International Journal of Computer Applications |
Foundation of Computer Science (FCS), NY, USA |
Volume 186 - Number 49 |
Year of Publication: 2024 |
Authors: Nitin Pal, Soumya Ramkrishna, Harsh Patil, Nishant Choudhary, Rajashree Soman |
10.5120/ijca2024924147 |
Nitin Pal, Soumya Ramkrishna, Harsh Patil, Nishant Choudhary, Rajashree Soman . TerraGrid: Harnessing Deep Learning Models for Satellite Image Segmentation. International Journal of Computer Applications. 186, 49 ( Nov 2024), 14-21. DOI=10.5120/ijca2024924147
Satellite imaging is a backbone of environmental monitoring and urban planning. State-of-the-art methodologies for image segmentation are extremely needed to process huge datasets in order to obtain substantial information out of it. This paper presents an extensive analysis on the current state of satellite image segmentation using deep learning with a special emphasis on some CNN architectures, namely InceptionResNetV2, InceptionResNetV2-UNet, Multi-UNet, VGG19, and VGG19-UNet. In this work, a number of pre-processing techniques were used namely advanced data augmentation and normalization.

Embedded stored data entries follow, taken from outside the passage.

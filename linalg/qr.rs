//! Distributed QR factorization via the Cholesky of the Gram matrix.
//!
//! `R` comes from factoring `Y'Y/n`: if `Y'Y = L·L'` then `R = L'` is the
//! triangular factor of `Y = Q·R`. `Q` then falls out row by row: each row of
//! `Y` is forward-substituted against `L` (`L·q = y_row`, i.e. `Q·L' = Y`),
//! which parallelizes perfectly across partitions since rows are independent.

use crate::cholesky::{DEFAULT_MAX_ATTEMPTS, regularized_cholesky};
use crate::error::LinalgError;
use crate::expand::expand_row;
use crate::frame::{PartitionedMatrix, ScanEngine};
use crate::layout::ColumnLayout;
use crate::solve::forward_solve_into;
use ndarray::Array2;

/// Distributed Gram pass: returns `Y'Y/n` over the expanded rows of `y`,
/// together with `n`, the number of rows that entered the sum (rows excluded
/// by the missing policy count toward neither).
///
/// Only the leading `layout.n_raw()` columns of `y` are read; trailing
/// companion columns, if any, do not influence the Gram. Panics if no row
/// survives the missing policy, since a Gram over zero observations has no
/// meaning.
pub fn gram<E: ScanEngine>(
    engine: &E,
    y: &PartitionedMatrix,
    layout: &ColumnLayout,
) -> (Array2<f64>, usize) {
    assert!(y.n_cols() >= layout.n_raw(), "Y narrower than the layout");
    let p_exp = layout.expanded_width();
    let (mut sum, nobs) = engine.scan_reduce(
        y,
        || (Array2::zeros((p_exp, p_exp)), 0usize),
        |partition| {
            let mut acc = Array2::zeros((p_exp, p_exp));
            let mut count = 0usize;
            let mut record = vec![0.0; layout.n_raw()];
            let mut expanded = vec![0.0; p_exp];
            for row in 0..partition.n_rows() {
                partition.read_record(row, &mut record);
                if !layout.row_is_valid(&record) {
                    continue;
                }
                expanded.fill(0.0);
                expand_row(&record, layout, &mut expanded);
                // Sum of outer products, lower triangle only.
                for i in 0..p_exp {
                    let xi = expanded[i];
                    if xi == 0.0 {
                        continue;
                    }
                    for j in 0..=i {
                        acc[(i, j)] += xi * expanded[j];
                    }
                }
                count += 1;
            }
            (acc, count)
        },
        |(a, na), (b, nb)| (a + b, na + nb),
    );
    assert!(nobs > 0, "gram matrix over zero valid rows");
    sum /= nobs as f64;
    // Mirror the lower triangle.
    for i in 0..p_exp {
        for j in 0..i {
            sum[(j, i)] = sum[(i, j)];
        }
    }
    (sum, nobs)
}

/// Computes the triangular factor of `Y = Q·R` from the regularized Cholesky
/// of the Gram matrix, rescaled by `sqrt(n)` to undo the Gram normalization.
///
/// Returns the lower-triangular `L` when `transposed` is set (callers about
/// to forward-substitute want `L` directly) and `R = L'` otherwise.
pub fn compute_r<E: ScanEngine>(
    engine: &E,
    y: &PartitionedMatrix,
    layout: &ColumnLayout,
    transposed: bool,
) -> Result<Array2<f64>, LinalgError> {
    let (gram_matrix, nobs) = gram(engine, y, layout);
    log::debug!(
        "gram pass complete: {nobs} observations, {} expanded columns",
        gram_matrix.nrows()
    );
    let factor = regularized_cholesky(&gram_matrix, DEFAULT_MAX_ATTEMPTS)?;
    let mut l = factor.into_lower();
    l *= (nobs as f64).sqrt();
    Ok(if transposed { l } else { l.t().to_owned() })
}

/// Solves for `Q` in `Y = Q·R`, writing each row of `Q` into the trailing
/// companion columns of `yw` (`[Y, W]` in shared partitions, the leading
/// `layout.n_raw()` columns being `Y`).
///
/// Returns the total squared difference between the solved `Q` and the
/// previous contents of the companion columns, so iterative callers get their
/// convergence measure without a second pass.
pub fn compute_q<E: ScanEngine>(
    engine: &E,
    yw: &mut PartitionedMatrix,
    layout: &ColumnLayout,
) -> Result<f64, LinalgError> {
    let p_exp = layout.expanded_width();
    assert_eq!(
        yw.n_cols(),
        layout.n_raw() + p_exp,
        "[Y,W] must carry one trailing column per expanded column"
    );
    let l = compute_r(engine, yw, layout, true)?;
    let n_raw = layout.n_raw();
    let sse = engine.scan_mut_reduce(
        yw,
        || 0.0,
        |partition| {
            let mut record = vec![0.0; n_raw];
            let mut expanded = vec![0.0; p_exp];
            let mut q_row = vec![0.0; p_exp];
            let mut local_sse = 0.0;
            for row in 0..partition.n_rows() {
                partition.read_record(row, &mut record);
                if !layout.row_is_valid(&record) {
                    continue;
                }
                expanded.fill(0.0);
                expand_row(&record, layout, &mut expanded);
                forward_solve_into(&l, &expanded, &mut q_row);
                for (d, &q_new) in q_row.iter().enumerate() {
                    let q_old = partition.value(row, n_raw + d);
                    let diff = q_new - q_old;
                    local_sse += diff * diff;
                    partition.set(row, n_raw + d, q_new);
                }
            }
            local_sse
        },
        |a, b| a + b,
    );
    Ok(sse)
}

/// Solves for `Q` in `Y = Q·R`, overwriting each row of `y` with its row of
/// `Q`. Only possible when the expanded width equals the raw width (no
/// categorical expansion), since the solved row replaces the raw row.
pub fn compute_q_in_place<E: ScanEngine>(
    engine: &E,
    y: &mut PartitionedMatrix,
    layout: &ColumnLayout,
) -> Result<(), LinalgError> {
    let p_exp = layout.expanded_width();
    assert_eq!(
        p_exp,
        layout.n_raw(),
        "in-place solve requires an expansion-free layout"
    );
    assert_eq!(y.n_cols(), layout.n_raw(), "Y width must match the layout");
    let l = compute_r(engine, y, layout, true)?;
    engine.scan_mut(y, |partition| {
        let mut record = vec![0.0; p_exp];
        let mut expanded = vec![0.0; p_exp];
        let mut q_row = vec![0.0; p_exp];
        for row in 0..partition.n_rows() {
            partition.read_record(row, &mut record);
            if !layout.row_is_valid(&record) {
                continue;
            }
            expanded.fill(0.0);
            expand_row(&record, layout, &mut expanded);
            forward_solve_into(&l, &expanded, &mut q_row);
            for (d, &q_new) in q_row.iter().enumerate() {
                partition.set(row, d, q_new);
            }
        }
    });
    Ok(())
}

The set of experiments is done in the motivation to evaluate models in the best way based on a few performance metrics, such as accuracy, Dice coefficient, and validation loss among others, compared with the other models. The conducted experiments have shown that the InceptionResNetV2-UNet and VGG19-UNet provide higher segmentation accuracy compared to other models by approving a test accuracy of 89.90% and 89.41% with the dice coefficient of 85.5% and 84.9%, respectively. Further from this, proposed work introduce a Gradio-based web application for the end users to predict segmented images interactively, demonstrating real-world use cases for employed models. This bridges the gap between advanced machine learning research and satellite image evaluation, providing valuable insights for future work in this field.